### WORK INSTRUCTION
Output only the stretch of the listing that starts at the line containing "pub struct EnclosingClassPlan<C>" and ends at the line containing "pub fn get(&self, fqcn: &str)", reproduced exactly with both ends.

### DATASET

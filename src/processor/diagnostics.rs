use std::fmt::Debug;

/// Every converter diagnostic fails the round on the host side
#[derive(Debug, Clone, Copy, PartialEq, Eq, Hash)]
pub enum DiagnosticKind {
    Error,
}

/// Soft failures the converter reports and keeps going after
#[derive(Debug, Clone, Copy, PartialEq, Eq, Hash)]
pub enum DiagnosticCode {
    InvalidFieldModifier,
    PrivateEnclosingClass,
    UnmappableFieldType,
}

/// What a diagnostic points at
#[derive(Debug, Clone, PartialEq, Eq)]
pub enum Subject<E, C> {
    Element(E),
    Class(C),
}

#[derive(Debug, Clone, PartialEq, Eq)]
pub struct Diagnostic<E, C> {
    pub kind: DiagnosticKind,
    pub code: DiagnosticCode,
    pub message: String,
    pub subject: Subject<E, C>,
}

impl<E, C> Diagnostic<E, C> {
    pub fn error(code: DiagnosticCode, message: impl Into<String>, subject: Subject<E, C>) -> Self {
        Self { kind: DiagnosticKind::Error, code, message: message.into(), subject }
    }
}

/// Write-only diagnostic sink owned by the host for one round
pub trait Messager<E, C> {
    fn print_message(&mut self, diagnostic: Diagnostic<E, C>);
}

/// Collects diagnostics in report order
#[derive(Debug, Clone)]
pub struct Diagnostics<E, C> {
    entries: Vec<Diagnostic<E, C>>,
}

impl<E, C> Default for Diagnostics<E, C> {
    fn default() -> Self {
        Self { entries: Vec::new() }
    }
}

impl<E, C> Diagnostics<E, C> {
    pub fn new() -> Self {
        Self::default()
    }

    pub fn len(&self) -> usize {
        self.entries.len()
    }

    pub fn is_empty(&self) -> bool {
        self.entries.is_empty()
    }

    pub fn has_errors(&self) -> bool {
        self.entries.iter().any(|d| d.kind == DiagnosticKind::Error)
    }

    pub fn iter(&self) -> impl Iterator<Item = &Diagnostic<E, C>> {
        self.entries.iter()
    }

    pub fn messages(&self) -> Vec<&str> {
        self.entries.iter().map(|d| d.message.as_str()).collect()
    }

    pub fn with_code(&self, code: DiagnosticCode) -> impl Iterator<Item = &Diagnostic<E, C>> {
        self.entries.iter().filter(move |d| d.code == code)
    }

    pub fn into_vec(self) -> Vec<Diagnostic<E, C>> {
        self.entries
    }
}

impl<E, C> Messager<E, C> for Diagnostics<E, C> {
    fn print_message(&mut self, diagnostic: Diagnostic<E, C>) {
        self.entries.push(diagnostic);
    }
}

/// Forwards every diagnostic to the `log` facade
#[derive(Debug, Default, Clone, Copy)]
pub struct LoggingMessager {
    reported: usize,
}

impl LoggingMessager {
    pub fn new() -> Self {
        Self::default()
    }

    pub fn reported(&self) -> usize {
        self.reported
    }
}

impl<E: Debug, C: Debug> Messager<E, C> for LoggingMessager {
    fn print_message(&mut self, diagnostic: Diagnostic<E, C>) {
        self.reported += 1;
        match diagnostic.kind {
            DiagnosticKind::Error => log::error!("{} [{:?}] at {:?}", diagnostic.message, diagnostic.code, diagnostic.subject),
        }
    }
}
//! Host-facing model: modifiers, primitive kinds, the type-oracle seam and
//! the textual type spelling grammar.

pub mod modifier;
pub mod oracle;
pub mod spec;

pub use modifier::{ElementKind, Modifier, PrimitiveKind};
pub use oracle::TypeOracle;
pub use spec::{TypeArgSpec, TypeSpec};
/// One annotated field, ready for a save/restore emitter
#[derive(Debug, Clone, PartialEq, Eq)]
pub struct PlanField<C> {
    pub name: String,
    /// Bundle accessor suffix (`putInt`/`getInt` → `Int`); `None` when the
    /// type has no accessor, which has already been reported
    pub method_suffix: Option<&'static str>,
    /// `(declared type)` when the getter returns a supertype, otherwise empty
    pub cast_expr: String,
    pub enclosing: C,
}

impl<C> PlanField<C> {
    pub fn requires_cast(&self) -> bool {
        !self.cast_expr.is_empty()
    }
}

/// Helper-level facts about a class declaring annotated fields
#[derive(Debug, Clone, PartialEq, Eq)]
pub struct EnclosingClassPlan<C> {
    pub package: String,
    /// Nested name with `$` separators, `Outer$Inner`
    pub sanitized_name: String,
    /// Nested name as declared, `Outer.Inner`
    pub original_nested_name: String,
    /// Sanitized fully-qualified name of the nearest annotated ancestor
    pub parent_fqcn: Option<String>,
    pub class_ref: C,
}

impl<C> EnclosingClassPlan<C> {
    pub fn fqcn(&self) -> String {
        qualify(&self.package, &self.sanitized_name)
    }
}

pub(crate) fn sanitize(nested_name: &str) -> String {
    nested_name.replace('.', "$")
}

pub(crate) fn qualify(package: &str, name: &str) -> String {
    if package.is_empty() {
        name.to_string()
    } else {
        format!("{}.{}", package, name)
    }
}

#[derive(Debug, Clone, PartialEq, Eq)]
pub struct ClassGroup<C> {
    pub plan: EnclosingClassPlan<C>,
    pub fields: Vec<PlanField<C>>,
}

/// Enclosing class plans with their fields, in first-seen order
#[derive(Debug, Clone, PartialEq, Eq)]
pub struct ClassPlanMap<C> {
    groups: Vec<ClassGroup<C>>,
}

impl<C> Default for ClassPlanMap<C> {
    fn default() -> Self {
        Self { groups: Vec::new() }
    }
}

impl<C> ClassPlanMap<C> {
    pub(crate) fn push_group(&mut self, plan: EnclosingClassPlan<C>) -> usize {
        self.groups.push(ClassGroup { plan, fields: Vec::new() });
        self.groups.len() - 1
    }

    pub(crate) fn push_field(&mut self, group: usize, field: PlanField<C>) {
        self.groups[group].fields.push(field);
    }

    pub fn len(&self) -> usize {
        self.groups.len()
    }

    pub fn is_empty(&self) -> bool {
        self.groups.is_empty()
    }

    /// Total number of fields across all classes
    pub fn field_count(&self) -> usize {
        self.groups.iter().map(|g| g.fields.len()).sum()
    }

    pub fn iter(&self) -> std::slice::Iter<'_, ClassGroup<C>> {
        self.groups.iter()
    }

    /// Group whose plan has the given sanitized fully-qualified name
    pub fn get(&self, fqcn: &str) -> Option<&ClassGroup<C>> {
        self.groups.iter().find(|g| g.plan.fqcn() == fqcn)
    }

    pub fn plans(&self) -> impl Iterator<Item = &EnclosingClassPlan<C>> {
        self.groups.iter().map(|g| &g.plan)
    }
}

impl<C> IntoIterator for ClassPlanMap<C> {
    type Item = ClassGroup<C>;
    type IntoIter = std::vec::IntoIter<ClassGroup<C>>;

    fn into_iter(self) -> Self::IntoIter {
        self.groups.into_iter()
    }
}

impl<'a, C> IntoIterator for &'a ClassPlanMap<C> {
    type Item = &'a ClassGroup<C>;
    type IntoIter = std::slice::Iter<'a, ClassGroup<C>>;

    fn into_iter(self) -> Self::IntoIter {
        self.groups.iter()
    }
}
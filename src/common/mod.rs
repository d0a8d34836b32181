//! Common utilities and definitions shared across modules
//!
//! Error definitions, configuration and constants used by the converter
//! and the in-memory symbol table.

pub mod config;
pub mod consts;
pub mod error;

pub use config::Config;
pub use consts::*;
pub use error::{Error, Result};

/// Print a debug line when `ICICLE_DEBUG` is set, independent of the log backend
#[inline]
pub(crate) fn debug_log(msg: impl AsRef<str>) {
    if std::env::var(ENV_DEBUG).is_ok() {
        eprintln!("[icicle-debug] {}", msg.as_ref());
    }
}
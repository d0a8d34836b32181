//! Icicle processor
//!
//! Compile-time planning for Bundle state helpers. Fields annotated with
//! `@icepick.Icicle` are saved to and restored from an Android `Bundle`; this
//! crate turns one round of annotated elements into a plan per enclosing
//! class that a source emitter can render.
//!
//! ## Architecture
//!
//! - **model**: the [`TypeOracle`] seam to the host compiler, modifiers and
//!   the textual type spelling grammar
//! - **processor**: validation, Bundle accessor lookup, grouping and parent
//!   helper resolution
//! - **symtab**: an in-memory [`TypeOracle`] with javac-like type relations
//! - **common**: errors, configuration and constants
//!
//! ## Conversion Flow
//!
//! ```text
//! annotated elements → validate → lift → group → ClassPlanMap
//!                                   ↓        ↓
//!                       TypeToMethodMap   ancestor walk (annotated / ignored)
//! ```

pub mod common;
pub mod model;
pub mod processor;
pub mod symtab;

pub use common::{Config, Error, Result};
pub use model::TypeOracle;
pub use processor::{convert, AnnotationsConverter, ClassPlanMap, Diagnostics, EnclosingClassPlan, Messager, PlanField};
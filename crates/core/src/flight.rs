//! Flight-domain value objects: snapshots, lookups, and alerts.
//!
//! These mirror the upstream snapshot wire format. Numeric flight fields
//! deserialize leniently — a missing or non-numeric value becomes `None`
//! so one malformed flight never sinks the whole snapshot.

use chrono::{DateTime, Utc};
use serde::{Deserialize, Deserializer, Serialize};
use serde_json::Value;

/// One aircraft's instantaneous state.
#[derive(Debug, Clone, Serialize, Deserialize)]
pub struct Flight {
    /// ICAO 24-bit transponder address
    pub icao24: String,

    #[serde(default)]
    pub callsign: Option<String>,

    #[serde(default)]
    pub origin_country: String,

    #[serde(default, deserialize_with = "lenient_f64")]
    pub latitude: Option<f64>,

    #[serde(default, deserialize_with = "lenient_f64")]
    pub longitude: Option<f64>,

    /// Geometric altitude in meters
    #[serde(default, deserialize_with = "lenient_f64")]
    pub geo_altitude: Option<f64>,

    /// Barometric altitude in meters
    #[serde(default, deserialize_with = "lenient_f64")]
    pub baro_altitude: Option<f64>,

    /// Ground speed in m/s
    #[serde(default, deserialize_with = "lenient_f64")]
    pub velocity: Option<f64>,

    /// Climb (positive) or descent (negative) rate in m/s
    #[serde(default, deserialize_with = "lenient_f64")]
    pub vertical_rate: Option<f64>,

    /// Track over ground in degrees
    #[serde(default, deserialize_with = "lenient_f64")]
    pub true_track: Option<f64>,

    #[serde(default)]
    pub on_ground: bool,
}

impl Flight {
    /// Callsign trimmed and uppercased, for case-insensitive matching.
    pub fn normalized_callsign(&self) -> Option<String> {
        self.callsign
            .as_deref()
            .map(|cs| cs.trim().to_uppercase())
            .filter(|cs| !cs.is_empty())
    }
}

/// Accept a number, or turn anything else (null, string, bool) into None.
fn lenient_f64<'de, D>(deserializer: D) -> Result<Option<f64>, D::Error>
where
    D: Deserializer<'de>,
{
    let value = Value::deserialize(deserializer)?;
    Ok(value.as_f64())
}

/// One region's flight population at a point in time.
///
/// Invariant (enforced by the accessor): `flight_count == flights.len()`
/// and `region` is non-empty. Never cached in this layer.
#[derive(Debug, Clone, Serialize, Deserialize)]
pub struct Snapshot {
    /// Region identifier, e.g. "region1"
    pub region: String,

    /// Source timestamp (epoch seconds)
    pub snapshot_time: i64,

    /// When the external workflow fetched the data
    #[serde(rename = "fetched_at_iso")]
    pub fetched_at: DateTime<Utc>,

    /// Number of flights — must equal `flights.len()`
    pub flight_count: usize,

    #[serde(default)]
    pub flights: Vec<Flight>,
}

/// Projection returned by the callsign lookup tool.
#[derive(Debug, Clone, Serialize, Deserialize)]
pub struct FlightLookupResult {
    pub region: String,

    pub snapshot_time: i64,

    #[serde(rename = "fetched_at_iso")]
    pub fetched_at: DateTime<Utc>,

    /// The matched flight, absent when no callsign matched
    #[serde(default)]
    pub flight: Option<Flight>,

    /// Human-readable summary of the outcome
    pub message: String,
}

/// Why a flight was flagged. Closed set.
#[derive(Debug, Clone, Copy, PartialEq, Eq, Serialize, Deserialize)]
#[serde(rename_all = "snake_case")]
pub enum AlertReason {
    LowSpeedHighAltitude,
    HighVerticalRate,
}

/// How serious an alert is.
#[derive(Debug, Clone, Copy, PartialEq, Eq, PartialOrd, Ord, Serialize, Deserialize)]
#[serde(rename_all = "lowercase")]
pub enum Severity {
    Medium,
    High,
}

/// One anomaly finding on one flight.
#[derive(Debug, Clone, Serialize, Deserialize)]
pub struct Alert {
    pub flight: Flight,
    pub reason: AlertReason,
    pub severity: Severity,
}

/// All alerts for one snapshot, in input flight order.
#[derive(Debug, Clone, Serialize, Deserialize)]
pub struct AlertResult {
    pub region: String,

    pub snapshot_time: i64,

    #[serde(rename = "fetched_at_iso")]
    pub fetched_at: DateTime<Utc>,

    pub alert_count: usize,

    pub alerts: Vec<Alert>,
}

#[cfg(test)]
mod tests {
    use super::*;
    use serde_json::json;

    #[test]
    fn flight_parses_full_record() {
        let flight: Flight = serde_json::from_value(json!({
            "icao24": "ab1234",
            "callsign": "PIA293  ",
            "origin_country": "Pakistan",
            "latitude": 31.5,
            "longitude": 74.3,
            "geo_altitude": 9500.0,
            "baro_altitude": 9450.0,
            "velocity": 230.0,
            "vertical_rate": 0.5,
            "true_track": 88.0,
            "on_ground": false
        }))
        .unwrap();
        assert_eq!(flight.normalized_callsign().as_deref(), Some("PIA293"));
        assert_eq!(flight.geo_altitude, Some(9500.0));
    }

    #[test]
    fn lenient_fields_absorb_bad_values() {
        let flight: Flight = serde_json::from_value(json!({
            "icao24": "ab1234",
            "velocity": "not-a-number",
            "geo_altitude": null
        }))
        .unwrap();
        assert_eq!(flight.velocity, None);
        assert_eq!(flight.geo_altitude, None);
        assert!(!flight.on_ground);
    }

    #[test]
    fn empty_callsign_normalizes_to_none() {
        let flight: Flight = serde_json::from_value(json!({
            "icao24": "ab1234",
            "callsign": "   "
        }))
        .unwrap();
        assert_eq!(flight.normalized_callsign(), None);
    }

    #[test]
    fn snapshot_wire_roundtrip_uses_iso_field() {
        let snapshot: Snapshot = serde_json::from_value(json!({
            "region": "region1",
            "snapshot_time": 1754000000,
            "fetched_at_iso": "2026-08-07T10:15:00Z",
            "flight_count": 0,
            "flights": []
        }))
        .unwrap();
        assert_eq!(snapshot.region, "region1");

        let json = serde_json::to_value(&snapshot).unwrap();
        assert!(json.get("fetched_at_iso").is_some());
        assert!(json.get("fetched_at").is_none());
    }

    #[test]
    fn alert_reason_serializes_snake_case() {
        let reason = serde_json::to_value(AlertReason::LowSpeedHighAltitude).unwrap();
        assert_eq!(reason, "low_speed_high_altitude");
        let severity = serde_json::to_value(Severity::High).unwrap();
        assert_eq!(severity, "high");
    }
}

### REPLY
pub struct EnclosingClassPlan<C> {
    pub package: String,
    /// Nested name with `$` separators, `Outer$Inner`
    pub sanitized_name: String,
    /// Nested name as declared, `Outer.Inner`
    pub original_nested_name: String,
    /// Sanitized fully-qualified name of the nearest annotated ancestor
    pub parent_fqcn: Option<String>,
    pub class_ref: C,
}

impl<C> EnclosingClassPlan<C> {
    pub fn fqcn(&self) -> String {
        qualify(&self.package, &self.sanitized_name)
    }
}

pub(crate) fn sanitize(nested_name: &str) -> String {
    nested_name.replace('.', "$")
}

pub(crate) fn qualify(package: &str, name: &str) -> String {
    if package.is_empty() {
        name.to_string()
    } else {
        format!("{}.{}", package, name)
    }
}

#[derive(Debug, Clone, PartialEq, Eq)]
pub struct ClassGroup<C> {
    pub plan: EnclosingClassPlan<C>,
    pub fields: Vec<PlanField<C>>,
}

/// Enclosing class plans with their fields, in first-seen order
#[derive(Debug, Clone, PartialEq, Eq)]
pub struct ClassPlanMap<C> {
    groups: Vec<ClassGroup<C>>,
}

impl<C> Default for ClassPlanMap<C> {
    fn default() -> Self {
        Self { groups: Vec::new() }
    }
}

impl<C> ClassPlanMap<C> {
    pub(crate) fn push_group(&mut self, plan: EnclosingClassPlan<C>) -> usize {
        self.groups.push(ClassGroup { plan, fields: Vec::new() });
        self.groups.len() - 1
    }

    pub(crate) fn push_field(&mut self, group: usize, field: PlanField<C>) {
        self.groups[group].fields.push(field);
    }

    pub fn len(&self) -> usize {
        self.groups.len()
    }

    pub fn is_empty(&self) -> bool {
        self.groups.is_empty()
    }

    /// Total number of fields across all classes
    pub fn field_count(&self) -> usize {
        self.groups.iter().map(|g| g.fields.len()).sum()
    }

    pub fn iter(&self) -> std::slice::Iter<'_, ClassGroup<C>> {
        self.groups.iter()
    }

    /// Group whose plan has the given sanitized fully-qualified name
    pub fn get(&self, fqcn: &str) -> Option<&ClassGroup<C>> {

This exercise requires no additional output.